# DATA LINKAGE PROCESS - DEPLOYMENT

# Project team

Setting up and then exploiting the data linkage requires experts from a large range of specific and technical fields.

Experts from each field need to collaborate in an iterative process:

-   **Health/epidemiology experts** (*data analysts* - Module 02) identify the needs to be met by the linkage, inventory the data required to do so, and compare it to the existing resources. They play a role before (work on study design, preparing an analysis plan) and after (interpreting the results, and translating it in real-world recommendations) the data linkage.
-   **Data scientists** (*data analysts* - Module 02) extract, prepare and analyse the data.
-   **Legal experts and DPO** (*legal authorities* - Module 02) ensure compliance with the legal framework and establish guidelines in terms of data protection. They are a solid understanding of GDPR and national/local rules, a general and comprehensive awareness about the EHDS can also help.
-   **IT experts** offer guidance on the technologies and resources that meet the information needs of the linkage, the protection regulations, and the security of the data

All parties remain in collaboration during the process to assess and respond to new use cases.

# Workflow

-   Define the objectives expected by the data linkage, identify the relevant datasets and ensure their interoperability (data format compatibility, use of standardised data formats and semantic interoperability).
-   Once interoperability is assessed, define a detailed protocol and description for a secure and pseudonymised data transfer and data flow, which safeguards the data during transmission and maintains privacy.
-   Draw up an agreement on the defined objectives of the data linkage and the way to meet those. In practice, it could mean reaching a compromise between the legal and technical constraints, and the ideal needs in terms of health surveillance.
-   Request a security clearance by the Data Protection Officer, and if necessary from an Ethics committee.
-   Set up the technical infrastructure which will bring data together and the system to monitor usage of linked data.
-   Depending on the complexity and number of data sources, datasets are gradually added to the data flow, allowing for a phased integration process.
-   As datasets are incorporated, indicators of data quality (e.g. plausibility, completeness, conformance, timeliness and representativeness[^1]) and the robustness of the automated processes (e.g. % of successful transfer, % of records transmitted, comparison of aggregated values between the original database and data in the operational environment) are monitored.
-   Once the data flow is established, continuous maintenance is performed to ensure smooth operation, data are made available for use.
-   Data scientists and epidemiologists collaborate to analyse the data and derive surveillance indicators, recommendations, and scientific knowledge from it.
-   Effective communication of the data is maintained to ensure that relevant stakeholders are informed and engaged.
-   Training and capacity building activities are provided to relevant stakeholders to ensure appropriate use of the system.
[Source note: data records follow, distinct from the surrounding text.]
// Copyright (c) 2025 Kirky.X
//
// Licensed under the MIT License
// See LICENSE file in the project root for full license information.

use tracing_subscriber::{layer::SubscriberExt, util::SubscriberInitExt};

pub fn init_telemetry() {
    tracing_subscriber::registry()
        .with(
            tracing_subscriber::EnvFilter::try_from_default_env()
                .unwrap_or_else(|_| "info,contentflow=debug".into()),
        )
        .with(tracing_subscriber::fmt::layer())
        .init();
}
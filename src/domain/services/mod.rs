// Copyright (c) 2025 Kirky.X
//
// Licensed under the MIT License
// See LICENSE file in the project root for full license information.

/// 批量生成编排服务
pub mod batch_service;

/// 上下文提示构建器
pub mod context_builder;

/// 性能跟踪服务
pub mod performance_service;

/// 自动发布编排服务
pub mod publishing_service;

/// 目标站点路由服务
pub mod routing_service;

/// 唯一性验证器
pub mod uniqueness;
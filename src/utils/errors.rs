// Copyright (c) 2025 Kirky.X
//
// Licensed under the MIT License
// See LICENSE file in the project root for full license information.

use crate::capabilities::traits::{AccessError, GeneratorError, MetricsError, PublisherError};
use crate::domain::repositories::job_store::StoreError;
use crate::queue::task_queue::QueueError;
use thiserror::Error;

/// 编排层错误类型
///
/// 覆盖批量生成与自动发布编排过程中可能出现的全部错误分类。
/// 可重试与不可重试的错误通过`is_retryable`区分，供任务队列
/// 的重试策略使用。
#[derive(Error, Debug)]
pub enum OrchestrationError {
    /// 输入验证失败，永不重试
    #[error("Validation error: {0}")]
    Validation(String),

    /// 目标资源不存在（任务、内容、站点或已过期的记录）
    #[error("Not found: {0}")]
    NotFound(String),

    /// 前置资源状态不满足操作要求
    #[error("Invalid state: {0}")]
    InvalidState(String),

    /// 研究结果源文档集为空
    #[error("Empty source set: {0}")]
    EmptySource(String),

    /// 生成内容与源材料重合度过高，确定性失败，永不重试
    #[error("Uniqueness check failed: score {score:.3} below threshold {threshold:.3}")]
    Uniqueness { score: f64, threshold: f64 },

    /// 存储层错误
    #[error("Store error: {0}")]
    Store(#[from] StoreError),

    /// 队列错误
    #[error("Queue error: {0}")]
    Queue(#[from] QueueError),

    /// 内容生成能力错误
    #[error("Generator error: {0}")]
    Generator(#[from] GeneratorError),

    /// 发布能力错误
    #[error("Publisher error: {0}")]
    Publisher(#[from] PublisherError),

    /// 指标采集能力错误
    #[error("Metrics collector error: {0}")]
    Metrics(#[from] MetricsError),

    /// 外部只读存储访问错误
    #[error("Capability access error: {0}")]
    Access(#[from] AccessError),

    /// 内部错误
    #[error("Internal error: {0}")]
    Internal(String),
}

impl OrchestrationError {
    /// 判断错误是否可重试
    ///
    /// 仅瞬时的外部能力错误（限流、配额、提供方故障）可重试；
    /// 验证、缺失、唯一性与凭证类错误重试没有意义。
    pub fn is_retryable(&self) -> bool {
        match self {
            OrchestrationError::Generator(e) => e.is_retryable(),
            OrchestrationError::Publisher(e) => e.is_retryable(),
            OrchestrationError::Metrics(_) | OrchestrationError::Access(_) => true,
            OrchestrationError::Store(_) | OrchestrationError::Queue(_) => true,
            _ => false,
        }
    }
}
[^1]: *The quality dimensions cited are not specifics to linked data quality measures. These are some examples of data quality criteria, this list is not exhaustive.*

# Typical planning

As outlined in Module 04 – *Prerequisites*, the implementation of a data linkage process requires a valid legal basis that complies with all applicable national and European legal frameworks. This legal basis must authorise the sharing of data, the secondary use of data, and the processing of individual health-related data by the relevant actors.

Prior to any planning or discussion of the implementation timeline, compliance with these requirements must be verified and confirmed. The parties involved, together with their respective roles and responsibilities, must also be clearly identified as part of the preparatory phase.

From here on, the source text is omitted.